Burdened in Essence

 

Are you staring at something?
Are you claiming it’s me?

Yes, I know I’m transparent.
It’s not some secret I keep.

Each day has always been should and did
Homework, chores? I had a life I lived.

What seemed to work from the outside, on the inside is shot.
“She’s been through a lot,” They saw things I forgot

Singing in the shower and writing on the desk
Disgusted with home cuz my whole room’s a mess

Feeling so many feelings; tell me what’s the deal?
If I put them together, will it make something real?

I have so much worth sharing, so much it’s just scary.
If I let myself out, could you promise I won’t be so wary?

I wanna be big and still live simple; lovin life while livin large.
This life is so tough I forget who’s in charge.

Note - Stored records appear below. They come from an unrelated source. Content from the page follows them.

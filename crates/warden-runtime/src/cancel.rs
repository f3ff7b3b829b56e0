//! Request cancellation.
//!
//! A [`CancellationHandle`] is held by whoever may abandon a request (an HTTP
//! handler whose client went away, a CLI on Ctrl-C). The matching
//! [`CancellationSignal`] travels with the request into the gateway, which
//! races it against every evaluator and backend call.

use tokio::sync::watch;

/// Owner side: trips the signal.
#[derive(Debug)]
pub struct CancellationHandle {
    sender: watch::Sender<bool>,
}

impl CancellationHandle {
    /// Create a handle and its signal.
    pub fn new() -> (Self, CancellationSignal) {
        let (sender, receiver) = watch::channel(false);
        (Self { sender }, CancellationSignal { receiver })
    }

    /// Another signal observing this handle.
    pub fn signal(&self) -> CancellationSignal {
        CancellationSignal {
            receiver: self.sender.subscribe(),
        }
    }

    /// Cancel every request holding a signal from this handle. Idempotent.
    pub fn cancel(&self) {
        self.sender.send_replace(true);
    }
}

/// Request side: observed by the gateway.
#[derive(Debug, Clone)]
pub struct CancellationSignal {
    receiver: watch::Receiver<bool>,
}

impl CancellationSignal {
    pub fn is_cancelled(&self) -> bool {
        *self.receiver.borrow()
    }

    /// Resolves once cancelled.
    ///
    /// If the handle is dropped without cancelling, this never resolves.
    pub async fn cancelled(&self) {
        let mut receiver = self.receiver.clone();
        if receiver.wait_for(|cancelled| *cancelled).await.is_err() {
            futures::future::pending::<()>().await;
        }
    }
}
//! Scripted test doubles for the evaluator and backend contracts.
//!
//! Both record every call so tests can assert on what the gateway sent
//! and how often.

use std::collections::VecDeque;
use std::time::Duration;

use async_trait::async_trait;
use parking_lot::Mutex;

use warden_core::{Decision, DecisionStage, GuardrailInput};

use crate::evaluator::{EvaluatorError, PolicyEvaluator};
use crate::providers::{
    ChatCompletionRequest, CompletionResult, GenerationBackend, ModelId, ProviderError,
};

/// One scripted evaluator response.
#[derive(Debug)]
pub enum EvaluatorStep {
    Decide(Decision),
    Fail(EvaluatorError),
    /// Never resolves; exercises deadlines and cancellation.
    Hang,
}

/// A recorded evaluator call.
#[derive(Debug, Clone, PartialEq)]
pub struct EvaluatorCall {
    pub prompt: String,
    pub channel: String,
    pub generated_text: Option<String>,
}

/// Evaluator that replays a queue of steps, then allows everything.
#[derive(Debug, Default)]
pub struct ScriptedEvaluator {
    steps: Mutex<VecDeque<EvaluatorStep>>,
    calls: Mutex<Vec<EvaluatorCall>>,
}

impl ScriptedEvaluator {
    pub fn new(steps: impl IntoIterator<Item = EvaluatorStep>) -> Self {
        Self {
            steps: Mutex::new(steps.into_iter().collect()),
            calls: Mutex::new(Vec::new()),
        }
    }

    pub fn allow_all() -> Self {
        Self::default()
    }

    pub fn calls(&self) -> Vec<EvaluatorCall> {
        self.calls.lock().clone()
    }

    pub fn call_count(&self) -> usize {
        self.calls.lock().len()
    }
}

#[async_trait]
impl PolicyEvaluator for ScriptedEvaluator {
    async fn evaluate(
        &self,
        input: &GuardrailInput,
        generated_text: Option<&str>,
    ) -> Result<Decision, EvaluatorError> {
        self.calls.lock().push(EvaluatorCall {
            prompt: input.prompt().to_string(),
            channel: input.channel().to_string(),
            generated_text: generated_text.map(str::to_string),
        });

        let step = self.steps.lock().pop_front();
        match step {
            Some(EvaluatorStep::Decide(decision)) => Ok(decision),
            Some(EvaluatorStep::Fail(err)) => Err(err),
            Some(EvaluatorStep::Hang) => {
                futures::future::pending::<()>().await;
                Err(EvaluatorError::Internal("unreachable".to_string()))
            }
            None => Ok(Decision::allow(DecisionStage::PromptGuard)),
        }
    }

    fn name(&self) -> &str {
        "scripted"
    }
}

/// One scripted backend response.
#[derive(Debug)]
pub enum BackendStep {
    /// A single-choice result with this content.
    Content(String),
    /// A result returned exactly as given.
    Raw(CompletionResult),
    Fail(ProviderError),
    /// Sleep before replying with the content.
    Delayed(Duration, String),
    /// Never resolves.
    Hang,
}

/// Backend that replays a queue of steps, then repeats its default reply.
#[derive(Debug)]
pub struct ScriptedBackend {
    configured: bool,
    default_reply: String,
    steps: Mutex<VecDeque<BackendStep>>,
    requests: Mutex<Vec<ChatCompletionRequest>>,
}

impl ScriptedBackend {
    pub fn new(steps: impl IntoIterator<Item = BackendStep>) -> Self {
        Self {
            configured: true,
            default_reply: String::new(),
            steps: Mutex::new(steps.into_iter().collect()),
            requests: Mutex::new(Vec::new()),
        }
    }

    /// Replies with `text` to every request.
    pub fn replying(text: impl Into<String>) -> Self {
        Self {
            default_reply: text.into(),
            ..Self::new([])
        }
    }

    /// Reports itself unconfigured.
    pub fn unconfigured() -> Self {
        Self {
            configured: false,
            ..Self::new([])
        }
    }

    pub fn requests(&self) -> Vec<ChatCompletionRequest> {
        self.requests.lock().clone()
    }

    pub fn call_count(&self) -> usize {
        self.requests.lock().len()
    }
}

#[async_trait]
impl GenerationBackend for ScriptedBackend {
    fn is_configured(&self) -> bool {
        self.configured
    }

    fn resolve_model(&self, requested: Option<&str>) -> ModelId {
        ModelId::new(requested.unwrap_or("scripted-model"))
    }

    async fn create_chat_completion(
        &self,
        request: ChatCompletionRequest,
    ) -> Result<CompletionResult, ProviderError> {
        let model = request.model.to_string();
        self.requests.lock().push(request);

        let step = self.steps.lock().pop_front();
        match step {
            Some(BackendStep::Content(content)) => Ok(CompletionResult::from_content(model, content)),
            Some(BackendStep::Raw(result)) => Ok(result),
            Some(BackendStep::Fail(err)) => Err(err),
            Some(BackendStep::Delayed(delay, content)) => {
                tokio::time::sleep(delay).await;
                Ok(CompletionResult::from_content(model, content))
            }
            Some(BackendStep::Hang) => {
                futures::future::pending::<()>().await;
                Err(ProviderError::Cancelled)
            }
            None => Ok(CompletionResult::from_content(model, self.default_reply.clone())),
        }
    }

    fn name(&self) -> &str {
        "scripted"
    }
}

If you knew who I was, you’d be oh-so confused.
I argue with myself so I don’t need it from you.

You don’t know me now and you never will,
But I don’t think that means we shouldn’t try, still?

I have no idea what I want and don’t seem to care
I’m living life day to day while at you I just stare

Like fruit on a tree in a garden next door
You want it like crazy but you don’t know what for

It’s not always simple, and it’s not always right
But isn’t that the point of even living this life?

If things could be perfect, if you could be mine
It’d be less exciting and we’d never cross lines

Although it sucks being unloved and feeling so cheap
I still treasure your time and cry when I sleep

This feeling is difficult, an emotion so powerful
The pain and the sorrow are always so bountiful

Trying to fight it is nothing that’s new
Still standing strong through life after you

But the soul-splitting agony that tears me apart
Is not something I can tolerate, so don’t even start

I told you I loved you, you danced round my brain
Now I’m spinning in circles right out in the rain.